(Stored data)
_ _ _ _ _

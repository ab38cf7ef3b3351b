//! Analysis Normalizer — asks the generation service for an ATS verdict and
//! coerces the free-form reply into an `AnalysisResult`.
//!
//! Reply parsing never fails: anything that is not a JSON object becomes the
//! "Parsing Error" sentinel. Service faults are returned unchanged.

use std::sync::Arc;

use once_cell::sync::Lazy;
use regex::Regex;
use tracing::{info, warn};

use crate::analysis::prompts::build_prompt;
use crate::analysis::result::AnalysisResult;
use crate::llm_client::{GenerationService, LlmError};

/// Greedy: first `{` through last `}`, across newlines. Tolerates prose and
/// code fences around the object. Replies holding several objects or stray
/// braces match the whole span and then fail to parse.
static JSON_OBJECT_RE: Lazy<Regex> = Lazy::new(|| Regex::new(r"\{[\s\S]*\}").unwrap());

/// Holds the injected generation service and the model to ask.
#[derive(Clone)]
pub struct Analyzer {
    service: Arc<dyn GenerationService>,
    model: String,
}

impl Analyzer {
    pub fn new(service: Arc<dyn GenerationService>, model: impl Into<String>) -> Self {
        Self {
            service,
            model: model.into(),
        }
    }

    pub fn model(&self) -> &str {
        &self.model
    }

    /// One service call per invocation; no state is kept between calls.
    pub async fn analyze(
        &self,
        resume_text: &str,
        jd_text: &str,
    ) -> Result<AnalysisResult, LlmError> {
        let prompt = build_prompt(resume_text, jd_text);
        let reply = self.service.generate(&self.model, &prompt).await?;

        let parsed = parse_reply(&reply);
        match &parsed {
            ParsedReply::Structured(result) => {
                info!("Analysis complete: score={:?}, verdict={:?}", result.score, result.verdict)
            }
            ParsedReply::Fallback(_) => warn!(
                "Model reply could not be parsed as JSON ({} chars); returning sentinel",
                reply.len()
            ),
        }
        Ok(parsed.into_result())
    }
}

/// Outcome of reply parsing. Both arms carry a complete record.
#[derive(Debug, Clone, PartialEq)]
pub enum ParsedReply {
    /// A JSON object was found and coerced field by field.
    Structured(AnalysisResult),
    /// No parseable object; holds the "Parsing Error" sentinel.
    Fallback(AnalysisResult),
}

impl ParsedReply {
    pub fn is_fallback(&self) -> bool {
        matches!(self, ParsedReply::Fallback(_))
    }

    pub fn into_result(self) -> AnalysisResult {
        match self {
            ParsedReply::Structured(result) | ParsedReply::Fallback(result) => result,
        }
    }
}

/// Locates the greedy brace-delimited span in a reply.
pub fn extract_json_object(text: &str) -> Option<&str> {
    JSON_OBJECT_RE.find(text).map(|m| m.as_str())
}

/// Coerces a raw reply into a record, falling back to the sentinel.
pub fn parse_reply(raw_reply: &str) -> ParsedReply {
    let Some(candidate) = extract_json_object(raw_reply.trim()) else {
        return ParsedReply::Fallback(AnalysisResult::parsing_error(raw_reply));
    };

    match serde_json::from_str::<serde_json::Value>(candidate) {
        Ok(value) => ParsedReply::Structured(AnalysisResult::from_json(&value)),
        Err(_) => ParsedReply::Fallback(AnalysisResult::parsing_error(raw_reply)),
    }
}
//! Deterministic `GenerationService` stand-ins for tests.

use std::sync::{Arc, Mutex};

use async_trait::async_trait;

use super::{GenerationService, LlmError};

/// One recorded call: (model, prompt).
pub type RecordedCall = (String, String);

/// Returns the same reply for every call and records what it was asked.
#[derive(Clone)]
pub struct MockGenerationService {
    reply: Option<String>,
    calls: Arc<Mutex<Vec<RecordedCall>>>,
}

impl MockGenerationService {
    pub fn replying(reply: impl Into<String>) -> Self {
        Self {
            reply: Some(reply.into()),
            calls: Arc::default(),
        }
    }

    /// Fails every call with an authentication-style API error.
    pub fn failing() -> Self {
        Self {
            reply: None,
            calls: Arc::default(),
        }
    }

    pub fn calls(&self) -> Vec<RecordedCall> {
        self.calls.lock().unwrap().clone()
    }
}

#[async_trait]
impl GenerationService for MockGenerationService {
    async fn generate(&self, model: &str, prompt: &str) -> Result<String, LlmError> {
        self.calls
            .lock()
            .unwrap()
            .push((model.to_string(), prompt.to_string()));
        match &self.reply {
            Some(reply) => Ok(reply.clone()),
            None => Err(LlmError::Api {
                status: 403,
                message: "API key not valid.".to_string(),
            }),
        }
    }
}
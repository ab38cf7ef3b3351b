use axum::Json;
use serde_json::{json, Value};

/// GET /health
/// Returns a simple status object with service version.
pub async fn health_handler() -> Json<Value> {
    Json(json!({
        "status": "ok",
        "version": env!("CARGO_PKG_VERSION"),
        "service": "ats-score-api"
    }))
}
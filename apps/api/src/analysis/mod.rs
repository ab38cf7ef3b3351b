// Resume-vs-job-description analysis.
// Prompt building, the model call and reply normalization live here; the
// model itself is reached only through llm_client.

pub mod handlers;
pub mod normalizer;
pub mod prompts;
pub mod report;
pub mod result;
//! Random identifier allocation for sessions and handles.
//!
//! Identifiers are uniform random non-zero 64-bit integers. Uniqueness is
//! guaranteed against the registry the identifier will live in: the
//! lookup-then-insert is atomic through the map's entry API, so two
//! concurrent allocations can never race into the same slot.

use dashmap::mapref::entry::Entry;
use dashmap::DashMap;

/// Generate a random non-zero identifier. Zero is reserved as "absent" in
/// request paths, so it is never handed out.
pub fn random_id() -> u64 {
    loop {
        let id = rand::random::<u64>();
        if id != 0 {
            return id;
        }
    }
}

/// Insert a freshly built value under a new unique identifier and return the
/// identifier. Collisions are vanishingly rare for a 64-bit space but the
/// retry loop makes the guarantee unconditional.
pub fn insert_unique<V>(map: &DashMap<u64, V>, mut build: impl FnMut(u64) -> V) -> u64 {
    loop {
        let id = random_id();
        if let Entry::Vacant(slot) = map.entry(id) {
            slot.insert(build(id));
            return id;
        }
    }
}
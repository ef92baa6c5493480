//! Gateway sessions and the process-wide session registry.

use std::sync::atomic::{AtomicBool, Ordering};
use std::sync::Arc;

use dashmap::DashMap;
use tracing::info;

use crate::events::EventQueue;
use crate::handle::Handle;
use crate::ids;

/// One browser's control-plane context: an identifier, the queue its
/// long-polls drain, and the handles it has attached to plugins.
pub struct Session {
    id: u64,
    events: EventQueue,
    handles: DashMap<u64, Arc<Handle>>,
    destroyed: AtomicBool,
}

impl Session {
    fn new(id: u64) -> Self {
        Self {
            id,
            events: EventQueue::new(),
            handles: DashMap::new(),
            destroyed: AtomicBool::new(false),
        }
    }

    pub fn id(&self) -> u64 {
        self.id
    }

    pub fn events(&self) -> &EventQueue {
        &self.events
    }

    /// Set once teardown has begun. In-flight workers and relays check this
    /// and skip their work instead of touching a session that is going away.
    pub fn is_destroyed(&self) -> bool {
        self.destroyed.load(Ordering::SeqCst)
    }

    pub(crate) fn mark_destroyed(&self) {
        self.destroyed.store(true, Ordering::SeqCst);
    }

    pub fn find_handle(&self, handle_id: u64) -> Option<Arc<Handle>> {
        self.handles.get(&handle_id).map(|h| h.clone())
    }

    pub fn handle_count(&self) -> usize {
        self.handles.len()
    }

    pub(crate) fn handles(&self) -> &DashMap<u64, Arc<Handle>> {
        &self.handles
    }
}

impl std::fmt::Debug for Session {
    fn fmt(&self, f: &mut std::fmt::Formatter<'_>) -> std::fmt::Result {
        f.debug_struct("Session")
            .field("id", &self.id)
            .field("handles", &self.handles.len())
            .field("destroyed", &self.is_destroyed())
            .finish()
    }
}

/// Concurrent map of live sessions keyed by identifier.
#[derive(Default)]
pub struct SessionRegistry {
    sessions: DashMap<u64, Arc<Session>>,
}

impl SessionRegistry {
    pub fn new() -> Self {
        Self::default()
    }

    /// Allocate a fresh session under a new unique identifier.
    pub fn create(&self) -> Arc<Session> {
        let mut created: Option<Arc<Session>> = None;
        let id = ids::insert_unique(&self.sessions, |id| {
            let session = Arc::new(Session::new(id));
            created = Some(session.clone());
            session
        });
        info!(session = id, "created new session");
        created.expect("insert_unique always runs the builder")
    }

    pub fn find(&self, id: u64) -> Option<Arc<Session>> {
        self.sessions.get(&id).map(|s| s.clone())
    }

    /// Unlink a session. The caller is responsible for having marked it
    /// destroyed and detached its handles first.
    pub(crate) fn remove(&self, id: u64) -> Option<Arc<Session>> {
        self.sessions.remove(&id).map(|(_, s)| s)
    }

    pub fn count(&self) -> usize {
        self.sessions.len()
    }
}
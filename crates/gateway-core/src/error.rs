//! Error types for the gateway core.
//!
//! Two families live here: [`ApiError`], the protocol-level errors that are
//! serialized into the JSON error envelope and returned to clients with
//! HTTP 200, and [`Error`], the internal errors that never cross the wire.

use serde_json::{json, Value};
use thiserror::Error;

/// Protocol-level error, carrying the numeric code and reason string of the
/// control API. The code range 450-465 is contiguous; 490 is the catch-all.
#[derive(Debug, Clone, Error, PartialEq, Eq)]
pub enum ApiError {
    #[error("Use POST to create a session")]
    UsePost,

    #[error("JSON error: missing request")]
    MissingRequest,

    #[error("Unknown request '{0}'")]
    UnknownRequest(String),

    /// Body was not parseable JSON; carries the position info of the parser.
    #[error("JSON error: on line {line}: {text}")]
    InvalidJson { line: usize, text: String },

    /// Parsed, but the wrong shape. The reason text varies by context
    /// ("not an object", "Invalid body object", "Invalid jsep object").
    #[error("{0}")]
    InvalidJsonObject(&'static str),

    #[error("JSON error: missing mandatory element ({0})")]
    MissingElement(&'static str),

    #[error("JSEP error: missing mandatory element ({0})")]
    MissingJsepElement(&'static str),

    #[error("Unhandled request '{0}' at this path")]
    InvalidRequestPath(String),

    #[error("No such session {0}")]
    SessionNotFound(u64),

    #[error("No such handle {handle} in session {session}")]
    HandleNotFound { handle: u64, session: u64 },

    #[error("No such plugin '{0}'")]
    PluginNotFound(String),

    #[error("Couldn't attach to plugin: {0}")]
    PluginAttach(String),

    #[error("No plugin to handle this message")]
    PluginMessage,

    #[error("Couldn't detach from plugin: {0}")]
    PluginDetach(String),

    #[error("JSEP error: unknown message type '{0}'")]
    JsepUnknownType(String),

    #[error("JSEP error: invalid SDP")]
    JsepInvalidSdp,

    #[error("{0}")]
    Unknown(String),
}

impl ApiError {
    /// The numeric code carried in the error envelope.
    pub fn code(&self) -> u16 {
        match self {
            ApiError::UsePost => 450,
            ApiError::MissingRequest => 452,
            ApiError::UnknownRequest(_) => 453,
            ApiError::InvalidJson { .. } => 454,
            ApiError::InvalidJsonObject(_) => 455,
            ApiError::MissingElement(_) | ApiError::MissingJsepElement(_) => 456,
            ApiError::InvalidRequestPath(_) => 457,
            ApiError::SessionNotFound(_) => 458,
            ApiError::HandleNotFound { .. } => 459,
            ApiError::PluginNotFound(_) => 460,
            ApiError::PluginAttach(_) => 461,
            ApiError::PluginMessage => 462,
            ApiError::PluginDetach(_) => 463,
            ApiError::JsepUnknownType(_) => 464,
            ApiError::JsepInvalidSdp => 465,
            ApiError::Unknown(_) => 490,
        }
    }

    /// Wrap this error in the JSON envelope returned to clients.
    pub fn envelope(&self, transaction: Option<&str>) -> Value {
        let mut reply = json!({
            "janus": "error",
            "error": {
                "code": self.code(),
                "reason": self.to_string(),
            }
        });
        if let Some(t) = transaction {
            reply["transaction"] = Value::String(t.to_owned());
        }
        reply
    }

    /// Build an [`ApiError::InvalidJson`] from a serde parse failure.
    pub fn from_json(err: &serde_json::Error) -> Self {
        ApiError::InvalidJson {
            line: err.line(),
            text: err.to_string(),
        }
    }
}

/// Internal gateway errors. These stay inside the process; when one surfaces
/// on a protocol path it is mapped to [`ApiError::Unknown`].
#[derive(Debug, Error)]
pub enum Error {
    #[error("plugin '{0}' failed to initialize: {1}")]
    PluginInit(String, String),

    #[error("duplicate plugin package '{0}'")]
    DuplicatePlugin(String),

    #[error("invalid plugin metadata: {0}")]
    PluginMetadata(String),

    #[error("gateway is shutting down")]
    ShuttingDown,

    #[error("configuration error: {0}")]
    Config(String),

    /// A failure raised inside a plugin entry point.
    #[error("{0}")]
    Plugin(String),

    #[error(transparent)]
    Api(#[from] ApiError),
}

pub type Result<T> = std::result::Result<T, Error>;

#[cfg(test)]
mod tests {
    use super::*;

    #[test]
    fn codes_are_contiguous_where_assigned() {
        assert_eq!(ApiError::UsePost.code(), 450);
        assert_eq!(ApiError::MissingRequest.code(), 452);
        assert_eq!(ApiError::SessionNotFound(1).code(), 458);
        assert_eq!(ApiError::JsepInvalidSdp.code(), 465);
        assert_eq!(ApiError::Unknown("x".into()).code(), 490);
    }

    #[test]
    fn envelope_includes_transaction_when_known() {
        let err = ApiError::SessionNotFound(42);
        let env = err.envelope(Some("t1"));
        assert_eq!(env["janus"], "error");
        assert_eq!(env["transaction"], "t1");
        assert_eq!(env["error"]["code"], 458);
        assert_eq!(env["error"]["reason"], "No such session 42");

        let env = err.envelope(None);
        assert!(env.get("transaction").is_none());
    }
}
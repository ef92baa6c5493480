//! The ICE/DTLS transport seam.
//!
//! The gateway core never talks to the network for media itself; it drives an
//! [`IceLink`] per handle. The trait covers exactly what the core needs:
//! local stream setup, remote description/candidate installation, candidate
//! gathering completion, the local credentials and candidates the SDP merge
//! step injects, and the RTP/RTCP egress path.
//!
//! [`LoopbackLink`] is the built-in in-process implementation. It performs no
//! network I/O: gathering completes immediately (or under manual control for
//! tests) and relayed packets go to an optional sink channel. A production
//! deployment substitutes a real agent behind the same factory.

use std::net::IpAddr;
use std::sync::atomic::{AtomicBool, AtomicUsize, Ordering};
use std::sync::{Arc, Mutex};
use std::time::Duration;

use async_trait::async_trait;
use tokio::sync::{mpsc, watch};
use tracing::{debug, trace, warn};

use crate::ids;

/// Which media stream a packet or candidate belongs to.
#[derive(Debug, Clone, Copy, PartialEq, Eq)]
pub enum MediaKind {
    Audio,
    Video,
}

/// Local ICE credentials and DTLS fingerprint, injected into outbound SDP.
#[derive(Debug, Clone)]
pub struct IceCredentials {
    pub ufrag: String,
    pub pwd: String,
    /// `sha-256` fingerprint of the DTLS certificate.
    pub fingerprint: String,
}

/// Candidate gathering progress for a link.
#[derive(Debug, Clone, Copy, PartialEq, Eq)]
pub enum GatheringState {
    Idle,
    InProgress,
    Complete,
    Failed,
}

/// Why a gathering wait did not complete.
#[derive(Debug, Clone, Copy, PartialEq, Eq)]
pub enum GatheringError {
    Failed,
    TimedOut,
}

/// One handle's ICE/DTLS context.
#[async_trait]
pub trait IceLink: Send + Sync {
    /// Allocate local media streams and start candidate gathering. The
    /// audio/video flags are hints from SDP pre-parsing; at most one stream
    /// of each kind is negotiated.
    fn setup_local(&self, audio: bool, video: bool);

    fn audio_stream(&self) -> Option<u32>;
    fn video_stream(&self) -> Option<u32>;

    /// Number of streams allocated by `setup_local`.
    fn streams(&self) -> u32;

    /// Hand the full remote description to the transport for parsing.
    fn apply_remote_description(&self, sdp: &str);

    /// Install the gathered remote candidates for one stream component and
    /// start connectivity checks.
    fn add_remote_candidates(&self, stream: u32, component: u8);

    /// Wait until candidate gathering has completed for every allocated
    /// stream.
    async fn wait_gathering(&self, timeout: Duration) -> Result<(), GatheringError>;

    fn local_credentials(&self) -> IceCredentials;

    /// Raw `candidate:...` attribute values for one stream.
    fn local_candidates(&self, stream: u32) -> Vec<String>;

    /// Whether the link has a negotiated, connected media path.
    fn has_media(&self) -> bool;

    /// Egress a protected RTP packet. No-op without active media.
    fn relay_rtp(&self, video: bool, buf: &[u8]);

    /// Egress a protected RTCP packet. No-op without active media.
    fn relay_rtcp(&self, video: bool, buf: &[u8]);

    /// Tear the media path down.
    fn hangup(&self);
}

/// Creates one [`IceLink`] per handle.
pub trait IceFactory: Send + Sync {
    fn create_link(&self, handle_id: u64) -> Arc<dyn IceLink>;
}

/// A packet handed to the loopback sink instead of the network.
#[derive(Debug, Clone)]
pub struct RelayedPacket {
    pub handle_id: u64,
    pub video: bool,
    pub rtcp: bool,
    pub payload: Vec<u8>,
}

/// In-process transport: no sockets, no DTLS, immediate gathering.
pub struct LoopbackFactory {
    public_ip: IpAddr,
    base_port: u16,
    manual_gathering: bool,
    sink: Option<mpsc::UnboundedSender<RelayedPacket>>,
}

impl LoopbackFactory {
    pub fn new(public_ip: IpAddr, base_port: u16) -> Self {
        Self {
            public_ip,
            base_port,
            manual_gathering: false,
            sink: None,
        }
    }

    /// Gathering stays in progress until `complete_gathering` or
    /// `fail_gathering` is called on the link. Used by tests that exercise
    /// the bridge's wait path.
    pub fn manual_gathering(mut self) -> Self {
        self.manual_gathering = true;
        self
    }

    /// Deliver relayed packets to `sink` instead of dropping them.
    pub fn with_sink(mut self, sink: mpsc::UnboundedSender<RelayedPacket>) -> Self {
        self.sink = Some(sink);
        self
    }

    /// Like [`IceFactory::create_link`], but keeps the concrete type so
    /// callers can drive gathering and media state by hand.
    pub fn create_loopback(&self, handle_id: u64) -> Arc<LoopbackLink> {
        Arc::new(LoopbackLink::new(
            handle_id,
            self.public_ip,
            self.base_port,
            self.manual_gathering,
            self.sink.clone(),
        ))
    }
}

impl Default for LoopbackFactory {
    fn default() -> Self {
        Self::new(IpAddr::from([127, 0, 0, 1]), 10_000)
    }
}

impl IceFactory for LoopbackFactory {
    fn create_link(&self, handle_id: u64) -> Arc<dyn IceLink> {
        self.create_loopback(handle_id)
    }
}

struct StreamTable {
    audio: Option<u32>,
    video: Option<u32>,
    next: u32,
}

/// See [`LoopbackFactory`].
pub struct LoopbackLink {
    handle_id: u64,
    public_ip: IpAddr,
    base_port: u16,
    credentials: IceCredentials,
    streams: Mutex<StreamTable>,
    gathering: watch::Sender<GatheringState>,
    manual_gathering: bool,
    setup_calls: AtomicUsize,
    remote_sdp: Mutex<Option<String>>,
    remote_candidates: Mutex<Vec<(u32, u8)>>,
    media_up: AtomicBool,
    sink: Option<mpsc::UnboundedSender<RelayedPacket>>,
}

impl LoopbackLink {
    fn new(
        handle_id: u64,
        public_ip: IpAddr,
        base_port: u16,
        manual_gathering: bool,
        sink: Option<mpsc::UnboundedSender<RelayedPacket>>,
    ) -> Self {
        let tag = ids::random_id();
        Self {
            handle_id,
            public_ip,
            base_port,
            credentials: IceCredentials {
                ufrag: format!("{:08x}", (tag >> 32) as u32),
                pwd: format!("{:016x}{:016x}", tag, tag.rotate_left(17)),
                fingerprint: synth_fingerprint(tag),
            },
            streams: Mutex::new(StreamTable {
                audio: None,
                video: None,
                next: 1,
            }),
            gathering: watch::channel(GatheringState::Idle).0,
            manual_gathering,
            setup_calls: AtomicUsize::new(0),
            remote_sdp: Mutex::new(None),
            remote_candidates: Mutex::new(Vec::new()),
            media_up: AtomicBool::new(false),
            sink,
        }
    }

    /// How many times `setup_local` ran. The bridge is expected to run it
    /// exactly once per negotiation.
    pub fn setup_calls(&self) -> usize {
        self.setup_calls.load(Ordering::SeqCst)
    }

    pub fn remote_description(&self) -> Option<String> {
        self.remote_sdp.lock().unwrap().clone()
    }

    /// `(stream, component)` pairs installed by the bridge.
    pub fn installed_remote_candidates(&self) -> Vec<(u32, u8)> {
        self.remote_candidates.lock().unwrap().clone()
    }

    pub fn complete_gathering(&self) {
        self.gathering.send_replace(GatheringState::Complete);
    }

    pub fn fail_gathering(&self) {
        self.gathering.send_replace(GatheringState::Failed);
    }

    /// Mark the media path up, as a connected agent would after DTLS.
    pub fn set_media_up(&self) {
        self.media_up.store(true, Ordering::SeqCst);
    }
}

#[async_trait]
impl IceLink for LoopbackLink {
    fn setup_local(&self, audio: bool, video: bool) {
        self.setup_calls.fetch_add(1, Ordering::SeqCst);
        let mut table = self.streams.lock().unwrap();
        if audio && table.audio.is_none() {
            table.audio = Some(table.next);
            table.next += 1;
        }
        if video && table.video.is_none() {
            table.video = Some(table.next);
            table.next += 1;
        }
        debug!(
            handle = self.handle_id,
            audio = ?table.audio,
            video = ?table.video,
            "loopback ICE local setup"
        );
        self.gathering.send_replace(if self.manual_gathering {
            GatheringState::InProgress
        } else {
            GatheringState::Complete
        });
    }

    fn audio_stream(&self) -> Option<u32> {
        self.streams.lock().unwrap().audio
    }

    fn video_stream(&self) -> Option<u32> {
        self.streams.lock().unwrap().video
    }

    fn streams(&self) -> u32 {
        let table = self.streams.lock().unwrap();
        table.audio.iter().count() as u32 + table.video.iter().count() as u32
    }

    fn apply_remote_description(&self, sdp: &str) {
        *self.remote_sdp.lock().unwrap() = Some(sdp.to_owned());
    }

    fn add_remote_candidates(&self, stream: u32, component: u8) {
        trace!(handle = self.handle_id, stream, component, "installing remote candidates");
        self.remote_candidates.lock().unwrap().push((stream, component));
    }

    async fn wait_gathering(&self, timeout: Duration) -> Result<(), GatheringError> {
        let mut rx = self.gathering.subscribe();
        let deadline = tokio::time::Instant::now() + timeout;
        loop {
            match *rx.borrow_and_update() {
                GatheringState::Complete => return Ok(()),
                GatheringState::Failed => return Err(GatheringError::Failed),
                GatheringState::Idle | GatheringState::InProgress => {}
            }
            tokio::select! {
                changed = rx.changed() => {
                    if changed.is_err() {
                        return Err(GatheringError::Failed);
                    }
                }
                _ = tokio::time::sleep_until(deadline) => {
                    warn!(handle = self.handle_id, "timed out waiting for ICE gathering");
                    return Err(GatheringError::TimedOut);
                }
            }
        }
    }

    fn local_credentials(&self) -> IceCredentials {
        self.credentials.clone()
    }

    fn local_candidates(&self, stream: u32) -> Vec<String> {
        // One synthetic host candidate per component.
        let port = self.base_port + (stream as u16) * 2;
        (1u8..=2)
            .map(|component| {
                format!(
                    "candidate:1 {component} udp 2130706431 {} {} typ host",
                    self.public_ip,
                    port + (component as u16) - 1,
                )
            })
            .collect()
    }

    fn has_media(&self) -> bool {
        self.media_up.load(Ordering::SeqCst)
    }

    fn relay_rtp(&self, video: bool, buf: &[u8]) {
        if !self.has_media() {
            return;
        }
        if let Some(sink) = &self.sink {
            let _ = sink.send(RelayedPacket {
                handle_id: self.handle_id,
                video,
                rtcp: false,
                payload: buf.to_vec(),
            });
        }
    }

    fn relay_rtcp(&self, video: bool, buf: &[u8]) {
        if !self.has_media() {
            return;
        }
        if let Some(sink) = &self.sink {
            let _ = sink.send(RelayedPacket {
                handle_id: self.handle_id,
                video,
                rtcp: true,
                payload: buf.to_vec(),
            });
        }
    }

    fn hangup(&self) {
        self.media_up.store(false, Ordering::SeqCst);
    }
}

fn synth_fingerprint(seed: u64) -> String {
    let bytes = seed.to_be_bytes();
    let mut out = String::with_capacity(32 * 3 - 1);
    for i in 0..32u8 {
        if i > 0 {
            out.push(':');
        }
        let b = bytes[(i % 8) as usize] ^ i.wrapping_mul(41);
        out.push_str(&format!("{b:02X}"));
    }
    out
}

_ _ _ _ _

[WHAT THE TASK ASKS] Wherever a line above contains the string "PluginAttach", copy that line.

[ANSWER BOX]
    PluginAttach(String),
            ApiError::PluginAttach(_) => 461,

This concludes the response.